It was surprisingly emotional.
Sixteen months of my life came to an end on Wednesday afternoon at about 4.30, when the Danish gaff-rigged ketch Berthe Marie approached Iona, and I watched from the stern as the last shearwaters arced their way low over the waves and back to Rum. Two more weeks, they will be gone, 8000 miles to Argentina, and that will be that.
Since April last year, I have spent half my waking hours learning about them, following them and trying to understand them. I have spent time on about twenty different islands, most of them uninhabited, in five different countries, and on about thirty different boats. This is to say nothing of the months of research in university libraries, and out in the field, or of a thousand random acts of kindness that have been bestowed upon me on the way.
There have been some extraordinary high points, (possibly none more so than last Saturday evening off the coast of Eigg, when three minke whales breached directly into the thousands of rafting birds we were watching), and some rather low ones, like having an accidental walk-on part in an armed robbery in an Argentine coastal city, whilst I waited fruitlessly for four days for the wind to die down so that I could get out to sea. Another night that I will never forget was spent high up on Hallival, on Rum, applying geo-locators to the legs of birds whilst watching the whole of the Inner Hebrides laid out below us.
Covid threw its various spanners in the works, of course, five months’ worth of them, but it did so in so much a worse way for so many other people that I eventually came to see it as almost an enabler of a different approach, and I think the book will be better for it.
The biggest lessons that I have learned have not been about an individual bird, but rather the extraordinary degree to which the creatures of our bruised planet rely on the scientists, students, policy makers, wardens and volunteers who fight their corner, and just how effective they can be. I spent an inspiring afternoon with a professor in Mar del Plata, for example, who has spent over half his life campaigning to protect the next generation of albatrosses, half a million of whom drown in long line fishing apparatus each year.
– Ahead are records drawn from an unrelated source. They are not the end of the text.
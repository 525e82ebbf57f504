//! Presentation errors.

use std::io;

use thiserror::Error;

/// Result type alias for presentation operations.
pub type Result<T, E = PresentationError> = std::result::Result<T, E>;

/// Errors raised while handing a packet to the operator.
#[derive(Debug, Error)]
pub enum PresentationError {
    /// There are no bytes to present.
    #[error("packet is empty; nothing to present")]
    EmptyArtifact,

    /// The packet could not be written out.
    #[error("failed to materialize packet: {0}")]
    Materialize(#[source] io::Error),

    /// Neither a new nor the current viewer could show the packet.
    #[error("failed to open packet preview: {0}")]
    Open(#[source] io::Error),

    /// The packet could not be saved under its final name.
    #[error("failed to save packet: {0}")]
    Save(#[source] io::Error),

    /// The requested file name is empty or names a path.
    #[error("invalid file name '{0}'")]
    InvalidFileName(String),
}
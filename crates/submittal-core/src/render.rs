//! Remote renderer collaborator contract.

use std::sync::Arc;

use bytes::Bytes;
use derive_more::Deref;

use crate::error::Result;
use crate::health::ServiceHealth;
use crate::types::PacketRequest;

/// Turns a composed [`PacketRequest`] into PDF bytes.
///
/// Implementations must map connection failures to
/// [`Error::RendererUnreachable`](crate::Error::RendererUnreachable), other
/// broken exchanges to [`Error::Transport`](crate::Error::Transport),
/// non-success replies to [`Error::Render`](crate::Error::Render) and empty
/// success bodies to [`Error::EmptyArtifact`](crate::Error::EmptyArtifact).
#[async_trait::async_trait]
pub trait Renderer: Send + Sync {
    /// Renders the packet and returns the PDF body.
    async fn render(&self, request: &PacketRequest) -> Result<Bytes>;

    /// The endpoint packets are submitted to.
    fn endpoint(&self) -> &str;

    /// Performs a health check on the renderer.
    async fn health_check(&self) -> Result<ServiceHealth>;
}

/// Shared handle to a [`Renderer`] implementation.
#[derive(Clone, Deref)]
pub struct RendererService(Arc<dyn Renderer>);

impl RendererService {
    /// Wraps a renderer implementation.
    pub fn new(renderer: impl Renderer + 'static) -> Self {
        Self(Arc::new(renderer))
    }
}

impl std::fmt::Debug for RendererService {
    fn fmt(&self, f: &mut std::fmt::Formatter<'_>) -> std::fmt::Result {
        f.debug_struct("RendererService")
            .field("endpoint", &self.0.endpoint())
            .finish()
    }
}
//! Client construction errors.

use thiserror::Error;

/// Result type alias for renderer client setup.
pub type Result<T> = std::result::Result<T, Error>;

/// Errors raised while configuring or building the renderer client.
#[derive(Debug, Error)]
pub enum Error {
    /// The renderer URL is unusable.
    #[error("invalid renderer URL {0}")]
    InvalidUrl(String),
    /// An endpoint could not be derived from the base URL.
    #[error("invalid renderer endpoint: {0}")]
    Endpoint(#[from] url::ParseError),
    /// The HTTP client could not be built.
    #[error("HTTP client error: {0}")]
    Client(#[from] reqwest::Error),
}
//! Document store configuration.

#[cfg(feature = "config")]
use clap::{Args, ValueEnum};
use serde::{Deserialize, Serialize};
use strum::{Display, EnumString};
use submittal_core::{StoreError, StoreResult};
use url::Url;

/// Default public base URL of stored content.
pub const DEFAULT_PUBLIC_BASE_URL: &str = "http://localhost:3002/files/";

/// Storage backend selection.
#[derive(Debug, Clone, Copy, PartialEq, Eq, Default, Serialize, Deserialize)]
#[derive(Display, EnumString)]
#[cfg_attr(feature = "config", derive(ValueEnum))]
#[serde(rename_all = "snake_case")]
#[strum(serialize_all = "snake_case")]
pub enum BackendType {
    /// Process-local memory; contents vanish on exit.
    Memory,
    /// Local filesystem rooted at [`StoreConfig::store_root`].
    #[default]
    Fs,
}

/// Configuration for the document store.
#[derive(Debug, Clone, PartialEq, Serialize, Deserialize)]
#[cfg_attr(feature = "config", derive(Args))]
pub struct StoreConfig {
    /// Storage backend
    #[cfg_attr(
        feature = "config",
        arg(long = "store-backend", env = "STORE_BACKEND", value_enum, default_value = "fs")
    )]
    #[serde(default)]
    pub store_backend: BackendType,

    /// Root directory of the filesystem backend
    #[cfg_attr(
        feature = "config",
        arg(long = "store-root", env = "STORE_ROOT", default_value = "./submittal-data")
    )]
    #[serde(default = "default_root")]
    pub store_root: String,

    /// Public base URL that content locators are built from
    #[cfg_attr(
        feature = "config",
        arg(
            long = "store-public-url",
            env = "STORE_PUBLIC_URL",
            default_value = DEFAULT_PUBLIC_BASE_URL
        )
    )]
    #[serde(default = "default_public_base_url")]
    pub store_public_url: String,
}

fn default_root() -> String {
    "./submittal-data".to_owned()
}

fn default_public_base_url() -> String {
    DEFAULT_PUBLIC_BASE_URL.to_owned()
}

impl Default for StoreConfig {
    fn default() -> Self {
        Self {
            store_backend: BackendType::default(),
            store_root: default_root(),
            store_public_url: default_public_base_url(),
        }
    }
}

impl StoreConfig {
    /// Creates an in-memory configuration.
    pub fn memory() -> Self {
        Self {
            store_backend: BackendType::Memory,
            ..Default::default()
        }
    }

    /// Creates a filesystem configuration rooted at `root`.
    pub fn fs(root: impl Into<String>) -> Self {
        Self {
            store_backend: BackendType::Fs,
            store_root: root.into(),
            ..Default::default()
        }
    }

    /// Sets the public base URL.
    #[must_use]
    pub fn with_public_url(mut self, url: impl Into<String>) -> Self {
        self.store_public_url = url.into();
        self
    }

    /// Parses the public base URL, guaranteeing a trailing slash so that
    /// joined storage paths append instead of replacing the last segment.
    pub fn public_base_url(&self) -> StoreResult<Url> {
        let mut url = Url::parse(&self.store_public_url).map_err(|e| {
            StoreError::invalid_input(format!(
                "invalid public URL '{}': {e}",
                self.store_public_url
            ))
        })?;

        if url.cannot_be_a_base() {
            return Err(StoreError::invalid_input(format!(
                "public URL '{}' cannot be a base",
                self.store_public_url
            )));
        }

        if !url.path().ends_with('/') {
            let path = format!("{}/", url.path());
            url.set_path(&path);
        }

        Ok(url)
    }

    /// Validates the configuration.
    pub fn validate(&self) -> StoreResult<()> {
        if self.store_backend == BackendType::Fs && self.store_root.trim().is_empty() {
            return Err(StoreError::invalid_input(
                "filesystem backend requires a non-empty root",
            ));
        }

        self.public_base_url().map(|_| ())
    }
}
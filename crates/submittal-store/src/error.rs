//! Backend error types and their mapping onto [`StoreError`].

use submittal_core::StoreError;
use thiserror::Error;

/// Internal error type for store operations.
#[derive(Debug, Error)]
pub enum Error {
    /// Storage backend failure.
    #[error("storage error: {0}")]
    Backend(#[from] opendal::Error),
    /// Metadata record (de)serialization failure.
    #[error("record serialization error: {0}")]
    Serde(#[from] serde_json::Error),
}

impl From<Error> for StoreError {
    fn from(err: Error) -> Self {
        match err {
            Error::Backend(e) => match e.kind() {
                opendal::ErrorKind::NotFound => StoreError::not_found(e.to_string()),
                opendal::ErrorKind::PermissionDenied => {
                    StoreError::backend(format!("permission denied: {e}")).with_source(e)
                }
                _ => StoreError::backend(e.to_string()).with_source(e),
            },
            Error::Serde(e) => {
                StoreError::backend(format!("corrupt metadata record: {e}")).with_source(e)
            }
        }
    }
}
Just about every trip I started, I planned to travel ‘dry’, a resolution that generally lasted until the first PhD student took the first bottle of Laphroig out of his or her backpack later that evening, or the warden for the island climbed off the boat and up towards the pub with the irresistible words ‘Shall we?’ On one occasion on a stormy morning in Bantry, I had to buy a round of beers at ten in the morning to encourage a local to point me to the right place on an island fifty miles down the coast.
Two more weeks of work remain till the first draft is finished, even though it won’t see the light of day until next Spring. For a book to be any good, and I’m not claiming that it is, the least that the writer can do is to have the humility to live it, and the grace to love it.
And, in all those parts of the book that take place in the Hebrides, and specifically the Isle of Mull, I have got to know infinitely better the ten year old boy that I was when it all started, and the long-dead grandmother who gifted it all to me in a way that sustained the joy of it for ever. But it took me to stand outside her now empty cottage near Bunessan, and to stare at the tiny residual bits of the architecture of my childhood, for me to fully realise that not only can you move on, but that you have to.
The people come and go, but the rocks remain.